Even two months after his death, Prince’s Twitter feed has 330k followers. Aside from a subtle profile-picture replacement following his overdose—from an illustration of him wearing sunglasses to one with his eyes closed, but a third eye open—his feed remains stuck in time and precisely what anyone familiar with him would expect it to be. It follows nobody. The tweets are full of exclamation points, spirituality, capital letters, emoji, pictures of himself and purple objects, expressions of love for other artists, and quotes—not retweets—of fans praising him.
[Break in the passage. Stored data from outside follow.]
//! GTK4 picker window.
//!
//! A plain undecorated toplevel holding a `GtkListBox`, one row per
//! history entry, with the row at the cursor selected.  Advance messages
//! are drained on a ~60 fps GLib timeout (never from the signal handler
//! itself), and releasing the configured modifier key dismisses the
//! window and hands the selected name back to the caller.
//!
//! # CSS selectors
//!
//! | Selector             | Targets                       |
//! |----------------------|-------------------------------|
//! | `window.picker`      | The picker window             |
//! | `.picker-list`       | The `GtkListBox`              |
//! | `.picker-list row`   | Every entry                   |
//!
//! Passthrough `key=value` options from the command line are injected as
//! raw CSS declarations on `.picker-list row` (e.g. `color=white
//! font-size=14px`).

use crate::cursor::{Advance, CursorState};
use crate::traits::PickerUi;
use gtk4::prelude::*;
use gtk4::{gdk, glib};
use log::{debug, info, warn};
use std::cell::RefCell;
use std::rc::Rc;
use std::sync::mpsc;
use std::time::Duration;

//  Default CSS

const DEFAULT_CSS: &str = r#"
window.picker {
    background-color: rgba(24, 24, 24, 0.95);
}

.picker-list {
    background-color: transparent;
    padding: 6px;
}

.picker-list row {
    padding: 4px 12px;
    color: rgba(255, 255, 255, 0.85);
}

.picker-list row:selected {
    background-color: rgba(255, 255, 255, 0.25);
    border-radius: 4px;
}
"#;

/// Errors from the GTK picker.
#[derive(Debug, thiserror::Error)]
pub enum GtkUiError {
    #[error("failed to initialise GTK4: {0}")]
    Init(String),
    #[error("picker window closed without a selection")]
    NoSelection,
}

/// [`PickerUi`] backed by GTK4.
pub struct GtkPickerUi {
    release_key: String,
    style_options: Vec<(String, String)>,
}

impl GtkPickerUi {
    /// `release_key` is the GDK key name whose release commits
    /// (e.g. `"Super_L"`); `style_options` are raw CSS declarations for
    /// the list rows.
    pub fn new(release_key: impl Into<String>, style_options: Vec<(String, String)>) -> Self {
        Self {
            release_key: release_key.into(),
            style_options,
        }
    }
}

impl PickerUi for GtkPickerUi {
    type Error = GtkUiError;

    fn run(
        &mut self,
        cursor: CursorState,
        advances: mpsc::Receiver<Advance>,
    ) -> Result<String, GtkUiError> {
        gtk4::init().map_err(|e| GtkUiError::Init(e.to_string()))?;
        load_css(&build_css(&self.style_options));

        let window = gtk4::Window::new();
        window.set_title(Some("i3mru"));
        window.set_decorated(false);
        window.set_resizable(false);
        window.add_css_class("picker");

        let list = gtk4::ListBox::new();
        list.add_css_class("picker-list");
        list.set_selection_mode(gtk4::SelectionMode::Single);
        for name in cursor.names() {
            let label = gtk4::Label::new(Some(name));
            label.set_xalign(0.0);
            list.append(&label);
        }
        window.set_child(Some(&list));

        select_index(&list, cursor.cursor());

        let main_loop = glib::MainLoop::new(None, false);
        let cursor = Rc::new(RefCell::new(cursor));
        let selected: Rc<RefCell<Option<String>>> = Rc::new(RefCell::new(None));

        //  Commit on modifier release
        let key_controller = gtk4::EventControllerKey::new();
        {
            let cursor = Rc::clone(&cursor);
            let selected = Rc::clone(&selected);
            let main_loop = main_loop.clone();
            let window = window.clone();
            let release_key = self.release_key.clone();
            key_controller.connect_key_released(move |_, keyval, _, _| {
                if key_name_matches(keyval, &release_key) {
                    let name = cursor.borrow().selected().to_string();
                    debug!("modifier released, committing {:?}", name);
                    *selected.borrow_mut() = Some(name);
                    window.set_visible(false);
                    main_loop.quit();
                }
            });
        }
        window.add_controller(key_controller);

        //  Bail out if the window is closed some other way
        {
            let main_loop = main_loop.clone();
            window.connect_close_request(move |_| {
                warn!("picker window closed before commit");
                main_loop.quit();
                glib::Propagation::Proceed
            });
        }

        //  Drain advance messages between frames (~60 fps)
        {
            let cursor = Rc::clone(&cursor);
            let list = list.clone();
            glib::timeout_add_local(Duration::from_millis(16), move || {
                loop {
                    match advances.try_recv() {
                        Ok(advance) => {
                            let index = cursor.borrow_mut().step(advance);
                            select_index(&list, index);
                        }
                        Err(mpsc::TryRecvError::Empty) => break,
                        Err(mpsc::TryRecvError::Disconnected) => {
                            return glib::ControlFlow::Break;
                        }
                    }
                }
                glib::ControlFlow::Continue
            });
        }

        window.present();
        info!("picker shown ({} entries)", cursor.borrow().names().len());
        main_loop.run();

        selected.borrow_mut().take().ok_or(GtkUiError::NoSelection)
    }
}

//  Helpers

fn select_index(list: &gtk4::ListBox, index: usize) {
    match list.row_at_index(index as i32) {
        Some(row) => list.select_row(Some(&row)),
        None => warn!("no row at index {}", index),
    }
}

fn key_name_matches(keyval: gdk::Key, expected: &str) -> bool {
    keyval.name().map(|n| n == expected).unwrap_or(false)
}

/// Built-in CSS plus one declaration per passthrough option.
fn build_css(style_options: &[(String, String)]) -> String {
    if style_options.is_empty() {
        return DEFAULT_CSS.to_string();
    }
    let mut css = String::from(DEFAULT_CSS);
    css.push_str("\n.picker-list row {\n");
    for (key, value) in style_options {
        css.push_str(&format!("    {}: {};\n", key, value));
    }
    css.push_str("}\n");
    css
}

fn load_css(css: &str) {
    let provider = gtk4::CssProvider::new();
    #[allow(deprecated)]
    provider.load_from_data(css);

    if let Some(display) = gdk::Display::default() {
        gtk4::style_context_add_provider_for_display(
            &display,
            &provider,
            gtk4::STYLE_PROVIDER_PRIORITY_APPLICATION,
        );
    } else {
        warn!("no GDK display — CSS will not be applied");
    }
}

//  Tests

#[cfg(test)]
mod tests {
    use super::*;

    #[test]
    fn build_css_appends_user_declarations() {
        let css = build_css(&[
            ("color".to_string(), "white".to_string()),
            ("font-size".to_string(), "14px".to_string()),
        ]);
        assert!(css.contains("color: white;"));
        assert!(css.contains("font-size: 14px;"));
        assert!(css.starts_with(DEFAULT_CSS));
    }

    #[test]
    fn build_css_without_options_is_the_default() {
        assert_eq!(build_css(&[]), DEFAULT_CSS);
    }
}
@benni1028What did u do 2 us in Atlanta, @Prince? I've barely slept since that nite. #FeelingRejuvenated #FeelingInspired #FeelingLoved
— Prince (@prince) April 17, 2016
Eventually, Twitter will delete Prince’s account—although a representative from the company couldn’t provide specifics as to how long any inactive account lasts before permanent removal. When this happens, it won’t just be the words of the 740 tweets Prince posted that get lost, but traces of his social-media behavior and routine. Any record of communications he sent or received will vanish. Deleting a known figure’s—or anyone’s account—erases an extension of themselves, part of what makes up their online footprint.
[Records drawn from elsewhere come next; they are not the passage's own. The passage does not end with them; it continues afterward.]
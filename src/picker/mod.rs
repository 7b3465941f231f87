//! Picker UI implementations.
//!
//! When the `picker-gtk` feature is enabled, [`gtk::GtkPickerUi`] presents
//! the history as a GTK4 list and drives cursor moves from the advance
//! channel on the GLib main loop.  Without the feature the binary can
//! still run the daemon and take part in elections, but cannot show a
//! window.

#[cfg(feature = "picker-gtk")]
pub mod gtk;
Should famous artists’ social-media profiles be saved? Archiving their digital materials would follow the tradition of old-school paper archives, the ones that are responsible for maintaining collections like hundreds of Emily Dickinson’s letters, notes from Mary Shelley that show her succumbing to a brain tumor, and F. Scott Fitzgerald’s working drafts and photographs. If journals, sketchbooks, letters, and scribbled-on napkins are venerated and kept for insights into great minds, there seems to be a case that tweets should be held onto, too. Then again, publicly accessible 140-character bursts can be so frivolous—and based so much on maintaining appearances—that they might seem like they don’t offer anything worth preserving.